Within the examples shown in FIGS. 2-7, the sacrificial fire shield 142 is used within a portion of the aircraft engine 120. In other examples, the sacrificial fire shield 142 is used within any propulsion system that is exposed to a fire zone, and the sacrificial fire shield 142 is positioned between the propulsion system and the fire zone. In still further examples, the sacrificial fire shield 142 is used in any aircraft fire wall system, such as to provide shielding for a nacelle inlet, a nacelle fan cowl, a nacelle fan duct, a pylon, a wing, and an auxiliary power unit (APU).

Within examples, the sacrificial fire shield 142 has shown to be operational and fully destructed by a 15 minute mark on fire proof seals. However, in other examples, the sacrificial fire shield 142 can be composed of less plies and designed to be destructed by a 5 minute mark for a fire resistant seal.

FIG. 11 is a flowchart illustrating an example of a method 200 for manufacturing the sacrificial fire shield 142, according to an example implementation. Method 200 shown in FIG. 11 presents an example of a method that could be used to manufacture the sacrificial fire shield 142 shown in FIGS. 6-10, for example. Further, devices or systems may be used or configured to perform logical functions presented in FIG. 11.

It should be understood that for this and other processes and methods disclosed herein, flowcharts show functionality and operation of one possible implementation of present examples. Alternative implementations are included within the scope of the examples of the present disclosure in which functions may be executed out of order from that shown or discussed, including substantially concurrent or in reverse order, depending on the functionality involved, as would be understood by those reasonably skilled in the art.

At block 202, the method 200 includes providing a mandrel or mold with a cavity for a desired shape of the sacrificial fire shield.

At block 204, the method 200 includes inserting silicone rubber laid up in the mold.

At block 206, the method 200 includes providing a layup of fiberglass plies into the mold.

At block 208, the method 200 includes stacking a ceramic fiber layer including heat-resistant fibers positioned on the fiberglass layer.

At block 210, the method 200 includes providing a durable outer layer comprising aramid fibers positioned on the ceramic fiber layer.

At block 212, the method includes press curing the mold under pressure into a form factor.

By the term “substantially” and “about” used herein, it is meant that the recited characteristic, parameter, or value need not be achieved exactly, but that deviations or variations, including for example, tolerances, measurement error, measurement accuracy limitations and other factors known to skill in the art, may occur in amounts that do not preclude the effect the characteristic was intended to provide.

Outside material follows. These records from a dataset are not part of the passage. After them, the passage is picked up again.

#[async_trait]
impl State for EphemeralKeyPairGenerationState {
    fn name(&self) -> &'static str {
        "tecdsa_dkg_ephemeral_key_pair_generation"
    }

    fn delay_blocks(&self) -> u64 {
        EPHEMERAL_KEY_PAIR_STATE_DELAY_BLOCKS
    }

    fn active_blocks(&self) -> u64 {
        EPHEMERAL_KEY_PAIR_STATE_ACTIVE_BLOCKS
    }

    async fn initiate(&self) -> Result<()> {
        let message = self.phase.lock().await.generate_ephemeral_key_pair()?;
        self.context.channel.send(&message).await
    }

    fn receive(&self, message: NetMessage) -> Result<()> {
        self.context.receive(message)
    }

    fn can_transition(&self) -> bool {
        self.context.received_from_all::<EphemeralPublicKeyMessage>()
    }

    fn next(self: Box<Self>) -> Result<Transition> {
        let Self { context, phase } = *self;
        Ok(Transition::Next(Box::new(SymmetricKeyGenerationState {
            context,
            phase: Mutex::new(phase.into_inner().initialize_symmetric_key_generation()),
        })))
    }

    fn member_index(&self) -> MemberIndex {
        self.context.member.id()
    }

    fn into_any(self: Box<Self>) -> Box<dyn Any + Send> {
        self
    }
}

/// Derives symmetric keys from the collected ephemeral public keys
pub(crate) struct SymmetricKeyGenerationState {
    context: StateContext,
    phase: Mutex<SymmetricKeyGeneratingMember>,
}

#[async_trait]
impl State for SymmetricKeyGenerationState {
    fn name(&self) -> &'static str {
        "tecdsa_dkg_symmetric_key_generation"
    }

    fn delay_blocks(&self) -> u64 {
        SYMMETRIC_KEY_STATE_DELAY_BLOCKS
    }

    fn active_blocks(&self) -> u64 {
        SYMMETRIC_KEY_STATE_ACTIVE_BLOCKS
    }

    async fn initiate(&self) -> Result<()> {
        let mut phase = self.phase.lock().await;
        let messages = self.context.messages::<EphemeralPublicKeyMessage>();

        phase.mark_inactive_members(&messages);
        phase.member().ensure_no_inactive_members()?;

        phase.generate_symmetric_keys(&messages)
    }

    fn receive(&self, message: NetMessage) -> Result<()> {
        self.context.receive(message)
    }

    fn can_transition(&self) -> bool {
        true
    }

    fn next(self: Box<Self>) -> Result<Transition> {
        let Self { context, phase } = *self;
        let phase = phase.into_inner().initialize_tss_round_one().map_err(|e| {
            Error::Internal(format!("cannot initialize TSS round one member: [{e}]"))
        })?;

        Ok(Transition::Next(Box::new(TssRoundOneState {
            context,
            phase: Mutex::new(phase),
        })))
    }

    fn member_index(&self) -> MemberIndex {
        self.context.member.id()
    }

    fn into_any(self: Box<Self>) -> Box<dyn Any + Send> {
        self
    }
}

/// Starts the keygen and sends its round-one broadcast
pub(crate) struct TssRoundOneState {
    context: StateContext,
    phase: Mutex<TssRoundOneMember>,
}
impl SymmetricKeyGeneratingMember {
    pub(crate) fn member(&self) -> &Member {
        &self.member
    }

    pub(crate) fn mark_inactive_members(&self, messages: &[Arc<EphemeralPublicKeyMessage>]) {
        self.member.mark_inactive_members(messages);
    }

    /// ECDH the key each sender generated for this member with the local
    /// private key generated for that sender
    pub(crate) fn generate_symmetric_keys(
        &mut self,
        messages: &[Arc<EphemeralPublicKeyMessage>],
    ) -> Result<()> {
        for message in messages {
            let sender = message.sender_id;

            let peer_public_key = message.public_key_for(self.member.id).ok_or_else(|| {
                Error::InvalidMessage(format!(
                    "ephemeral public key for member [{}] not found in message from member [{sender}]",
                    self.member.id
                ))
            })?;

            let key_pair = self.ephemeral_key_pairs.get(&sender).ok_or_else(|| {
                Error::InvalidMessage(format!(
                    "ephemeral key pair for member [{sender}] does not exist"
                ))
            })?;

            self.symmetric_keys
                .insert(sender, key_pair.ecdh(peer_public_key));
        }

        debug!(
            member = self.member.id,
            symmetric_keys = self.symmetric_keys.len(),
            "Generated symmetric keys"
        );
        Ok(())
    }

    /// Create the keygen party over the operating members, consuming the
    /// pre-parameters
    pub(crate) fn initialize_tss_round_one(self) -> Result<TssRoundOneMember> {
        let group = self.member.group();
        let converter = self.member.identity_converter;

        let party_ids: Vec<PartyId> = group
            .operating_member_ids()
            .into_iter()
            .map(|id| converter.member_index_to_tss_party_id(id))
            .collect();
        let party_id = converter.member_index_to_tss_party_id(self.member.id);
        let threshold = group.honest_threshold().checked_sub(1).ok_or_else(|| {
            Error::Internal("honest threshold must be at least one".into())
        })?;

        let parameters = Parameters::new(party_ids, party_id, threshold)
            .map_err(|e| Error::tss("invalid TSS parameters", e))?
            .with_concurrency(self.member.key_generation_concurrency);

        let (outgoing_sender, tss_outgoing) = unbounded_channel();
        let (result_sender, tss_result) = unbounded_channel();
        let tss_party = LocalKeygenParty::new(
            parameters.clone(),
            self.pre_params.into_data(),
            outgoing_sender,
            result_sender,
        );

        Ok(TssRoundOneMember(TssMember {
            member: self.member,
            symmetric_keys: self.symmetric_keys,
            tss_party,
            tss_parameters: parameters,
            tss_outgoing,
            tss_result,
        }))
    }
}

/// Everything the TSS phases share
pub(crate) struct TssMember {
    member: Member,
    symmetric_keys: BTreeMap<MemberIndex, SymmetricKey>,
    tss_party: LocalKeygenParty,
    tss_parameters: Parameters,
    tss_outgoing: UnboundedReceiver<TssMessage>,
    tss_result: UnboundedReceiver<LocalPartySaveData>,
}

impl TssMember {
    /// Party id of `sender`, which must take part in the keygen
    fn sender_party_id(&self, sender: MemberIndex) -> Result<PartyId> {
        let key = self
            .member
            .identity_converter
            .member_index_to_tss_party_id(sender)
            .key;
        self.tss_parameters
            .find_by_key(key)
            .cloned()
            .ok_or_else(|| Error::InvalidMessage(format!("member [{sender}] is not a TSS party")))
    }

    fn party_member_index(&self, party_id: &PartyId) -> Result<MemberIndex> {
        self.member
            .identity_converter
            .tss_party_id_to_member_index(party_id)
            .ok_or_else(|| {
                Error::InvalidMessage(format!(
                    "cannot convert TSS party ID [{party_id}] to a member index"
                ))
            })
    }

    fn symmetric_key(&self, member: MemberIndex) -> Result<&SymmetricKey> {
        self.symmetric_keys.get(&member).ok_or_else(|| {
            Error::InvalidMessage(format!("cannot get symmetric key with member [{member}]"))
        })
    }

    async fn next_outgoing(&mut self, deadline: Instant) -> Option<TssMessage> {
        timeout_at(deadline, self.tss_outgoing.recv())
            .await
            .ok()
            .flatten()
    }

    async fn next_broadcast(&mut self, deadline: Instant) -> Option<Vec<u8>> {
        while let Some(message) = self.next_outgoing(deadline).await {
            if message.is_broadcast() {
                return Some(message.payload);
            }
            warn!(member = self.member.id, "Dropping unexpected direct TSS message");
        }
        None
    }
}

/// Phase three: TSS round one
pub(crate) struct TssRoundOneMember(TssMember);

impl TssRoundOneMember {
    /// Start the keygen party and wrap its round-one broadcast
    #[instrument(skip_all, fields(member = self.0.member.id))]
    pub(crate) async fn tss_round_one(&mut self, deadline: Instant) -> Result<TssRoundOneMessage> {
        self.0
            .tss_party
            .start()
            .map_err(|e| Error::tss("cannot start TSS round one", e))?;

        let broadcast_payload = self.0.next_broadcast(deadline).await.ok_or_else(|| {
            Error::Timeout("TSS round one outgoing message was not generated on time".into())
        })?;

        Ok(TssRoundOneMessage {
            sender_id: self.0.member.id,
            broadcast_payload,
            session_id: self.0.member.session_id.clone(),
        })
    }

    pub(crate) fn initialize_tss_round_two(self) -> TssRoundTwoMember {
        TssRoundTwoMember(self.0)
    }
}

/// Phase four: TSS round two
pub(crate) struct TssRoundTwoMember(TssMember);

impl TssRoundTwoMember {
    pub(crate) fn member(&self) -> &Member {
        &self.0.member
    }

    pub(crate) fn mark_inactive_members(&self, messages: &[Arc<TssRoundOneMessage>]) {
        self.0.member.mark_inactive_members(messages);
    }

    /// Feed round-one payloads and collect the round-two broadcast plus one
    /// encrypted payload per peer
    #[instrument(skip_all, fields(member = self.0.member.id))]
    pub(crate) async fn tss_round_two(
        &mut self,
        messages: &[Arc<TssRoundOneMessage>],
        deadline: Instant,
    ) -> Result<TssRoundTwoMessage> {
        for message in messages {
            let from = self.0.sender_party_id(message.sender_id)?;
            self.0
                .tss_party
                .update_from_bytes(&message.broadcast_payload, &from, true)
                .map_err(|e| Error::tss("cannot update using TSS round one message", e))?;
        }

        let peers = self.0.tss_parameters.party_count() - 1;
        let mut broadcast_payload = None;
        let mut peers_payload = BTreeMap::new();

        while broadcast_payload.is_none() || peers_payload.len() < peers {
            let Some(tss_message) = self.0.next_outgoing(deadline).await else {
                return Err(Error::Timeout(
                    "TSS round two outgoing messages were not generated on time".into(),
                ));
            };

            match &tss_message.to {
                None => broadcast_payload = Some(tss_message.payload),
                Some(to) => {
                    let receiver = self.0.party_member_index(to)?;
                    let encrypted = self.0.symmetric_key(receiver)?.encrypt(&tss_message.payload)?;
                    peers_payload.insert(receiver, encrypted);
                }
            }
        }

        Ok(TssRoundTwoMessage {
            sender_id: self.0.member.id,
            broadcast_payload: broadcast_payload.unwrap_or_default(),
            peers_payload,
            session_id: self.0.member.session_id.clone(),
        })
    }

    pub(crate) fn initialize_tss_round_three(self) -> TssRoundThreeMember {
        TssRoundThreeMember(self.0)
    }
}

/// Phase five: TSS round three
pub(crate) struct TssRoundThreeMember(TssMember);

impl TssRoundThreeMember {
    pub(crate) fn member(&self) -> &Member {
        &self.0.member
    }

    pub(crate) fn mark_inactive_members(&self, messages: &[Arc<TssRoundTwoMessage>]) {
        self.0.member.mark_inactive_members(messages);
    }

    /// Decrypt the payload each sender addressed to this member, feed both
    /// parts and collect the round-three broadcast
    #[instrument(skip_all, fields(member = self.0.member.id))]
    pub(crate) async fn tss_round_three(
        &mut self,
        messages: &[Arc<TssRoundTwoMessage>],
        deadline: Instant,
    ) -> Result<TssRoundThreeMessage> {
        let own_id = self.0.member.id;

        for message in messages {
            let sender = message.sender_id;
            let from = self.0.sender_party_id(sender)?;

            let encrypted = message.peers_payload.get(&own_id).ok_or_else(|| {
                Error::InvalidMessage(format!(
                    "TSS round two message from member [{sender}] has no P2P part for member [{own_id}]"
                ))
            })?;
            let decrypted = self.0.symmetric_key(sender)?.decrypt(encrypted).map_err(|e| {
                Error::InvalidMessage(format!(
                    "cannot decrypt P2P part of the TSS round two message from member [{sender}]: [{e}]"
                ))
            })?;

            self.0
                .tss_party
                .update_from_bytes(&message.broadcast_payload, &from, true)
                .map_err(|e| {
                    Error::tss("cannot update using the broadcast part of the TSS round two message", e)
                })?;
            self.0
                .tss_party
                .update_from_bytes(&decrypted, &from, false)
                .map_err(|e| {
                    Error::tss("cannot update using the P2P part of the TSS round two message", e)
                })?;
        }

        let broadcast_payload = self.0.next_broadcast(deadline).await.ok_or_else(|| {
            Error::Timeout("TSS round three outgoing message was not generated on time".into())
        })?;

        Ok(TssRoundThreeMessage {
            sender_id: own_id,
            broadcast_payload,
            session_id: self.0.member.session_id.clone(),
        })
    }

    pub(crate) fn initialize_finalization(self) -> FinalizingMember {
        FinalizingMember {
            tss: self.0,
            tss_result: None,
        }
    }
}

Different examples of the system(s), device(s), and method(s) disclosed herein include a variety of components, features, and functionalities. It should be understood that the various examples of the system(s), device(s), and method(s) disclosed herein may include any of the components, features, and functionalities of any of the other examples of the system(s), device(s), and method(s) disclosed herein in any combination or any sub-combination, and all of such possibilities are intended to be within the scope of the disclosure.

The description of the different advantageous arrangements has been presented for purposes of illustration and description, and is not intended to be exhaustive or limited to the examples in the form disclosed. Many modifications and variations will be apparent to those of ordinary skill in the art. Further, different advantageous examples may describe different advantages as compared to other advantageous examples. The example or examples selected are chosen and described in order to explain the principles of the examples, the practical application, and to enable others of ordinary skill in the art to understand the disclosure for various examples with various modifications as are suited to the particular use contemplated.